Afternoon Tea with Mrs. Miller We are a scented bouquet arranged in a basket of Chippendale chairs pulled forward to the round maple table; a spotted silver pot with roses on its handles smokes spice and orange; Mrs. Miler's favorite tea. Mama is a single-stemmed carnation, pink in her dress of small print flowers; uncomfortable on the red hardened cushions nailed to the seat; Mrs. Miller is frail lily; long fingered and angel's breath hair; comfortable with the locale; this is her garden. A plate of small jellied cookies waits on the table; I wait too; a dried seedpod in stiff shirt and creased pants, scratching my ankles with my heels. "Latin is a beautiful language", Mama says, sipping orange brown from her cup; "Its not the same to understand the words," Mrs. Miller responds, reaching for a bitter lemon to squeeze into her opalescent cup. Afternoon shadows stretch over hanging ivy and potted figs; Mama and Mrs.
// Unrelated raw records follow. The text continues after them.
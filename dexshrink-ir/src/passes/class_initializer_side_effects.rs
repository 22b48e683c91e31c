//! Computes, for every program class initializer, whether its triggers can
//! be removed or moved, and records the answer as optimization info. The
//! side effect facts of the methods and constructors those initializers
//! call are derived alongside.

use crate::analysis::class_initializer::{
    ClassInitializerSideEffect, ClassInitializerSideEffectAnalysis,
};
use crate::analysis::method_side_effects::{analyze_instance_initializer, method_may_have_side_effects};
use crate::optimization_info::{OptimizationFeedback, OptimizationFlags};
use crate::pass::Pass;
use crate::program::AppView;
use dexshrink_core::{DexType, MethodRef};
use dexshrink_support::FastHashMap;

/// Analyzes methods round by round until no new fact is learned: proving
/// a method or initializer side-effect free can make calls to it, or reads
/// of its class, side-effect free as well.
#[derive(Debug, Default)]
pub struct ClassInitializerSideEffects {
    max_rounds: Option<usize>,
    rounds: usize,
    results: FastHashMap<DexType, ClassInitializerSideEffect>,
}

impl ClassInitializerSideEffects {
    pub fn new() -> Self {
        Self::default()
    }

    pub fn with_max_rounds(max_rounds: Option<usize>) -> Self {
        Self {
            max_rounds,
            ..Self::default()
        }
    }

    /// Verdicts of the last round, by class.
    pub fn results(&self) -> &FastHashMap<DexType, ClassInitializerSideEffect> {
        &self.results
    }

    pub fn result_for(&self, ty: DexType) -> Option<ClassInitializerSideEffect> {
        self.results.get(&ty).copied()
    }

    /// Verdicts sorted by class descriptor.
    pub fn sorted_results(&self) -> Vec<(DexType, ClassInitializerSideEffect)> {
        let mut results: Vec<_> = self.results.iter().map(|(&ty, &verdict)| (ty, verdict)).collect();
        results.sort_by_key(|&(ty, _)| ty);
        results
    }

    pub fn rounds(&self) -> usize {
        self.rounds
    }

    /// Every program method with code, sorted, with its holder.
    fn methods_with_code(app: &AppView) -> Vec<(DexType, MethodRef)> {
        let mut methods: Vec<_> = app
            .program_classes()
            .flat_map(|class| {
                class
                    .methods
                    .iter()
                    .filter(|method| method.code.is_some())
                    .map(move |method| (class.ty, method.reference))
            })
            .collect();
        methods.sort();
        methods
    }

    /// Analyzes every method against the current state of `app` without
    /// modifying it.
    fn run_round(
        &mut self,
        app: &AppView,
        methods: &[(DexType, MethodRef)],
        feedback: &OptimizationFeedback,
    ) {
        let factory = app.factory();
        for (ty, reference) in methods {
            let Some(method) = app.method_definition(reference) else {
                continue;
            };
            let Some(code) = method.code.as_ref() else {
                continue;
            };
            if code.is_class_initializer(factory) {
                let verdict =
                    ClassInitializerSideEffectAnalysis::class_initializer_can_be_postponed(app, code);
                log::debug!("{}: {}", ty, verdict);
                feedback.record_class_initializer_side_effect(reference, verdict);
                self.results.insert(*ty, verdict);
                continue;
            }
            if !method_may_have_side_effects(app, method, code) {
                log::trace!("{}: no side effects", reference);
                feedback.method_may_not_have_side_effects(reference);
            }
            if let Some(info) = analyze_instance_initializer(app, code) {
                log::trace!("{}: {:?}", reference, info);
                feedback.record_instance_initializer_info(reference, &info);
            }
        }
    }
}

impl Pass for ClassInitializerSideEffects {
    fn name(&self) -> &str {
        "class-initializer-side-effects"
    }

    fn run(&mut self, app: &mut AppView) {
        let methods = Self::methods_with_code(app);
        // Each productive round sets at least one new flag on one of the
        // methods, so this many rounds always reach the fixpoint.
        let flags_per_method = OptimizationFlags::all().iter().count();
        let limit = self
            .max_rounds
            .unwrap_or(usize::MAX)
            .min(flags_per_method * methods.len() + 1)
            .max(1);

        self.rounds = 0;
        self.results.clear();
        while self.rounds < limit {
            self.rounds += 1;
            let feedback = OptimizationFeedback::new();
            self.run_round(app, &methods, &feedback);
            let changed = feedback.apply(app);
            log::debug!("round {}: {} methods changed", self.rounds, changed);
            if changed == 0 {
                break;
            }
        }
        log::info!(
            "classified {} class initializers in {} rounds",
            self.results.len(),
            self.rounds
        );
    }
}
Miller ponder the shifting Roman winds; the sweet wafers remain just beyond my reach.
David Cowen's questions:
In this piece I am trying to convey several layers of meaning. There is a religious layer which some people have told me they do not really get. Is the religious references regarding the old Latin Mass, and the parallel regidity of the porch scene too obscure for the reader to connect with?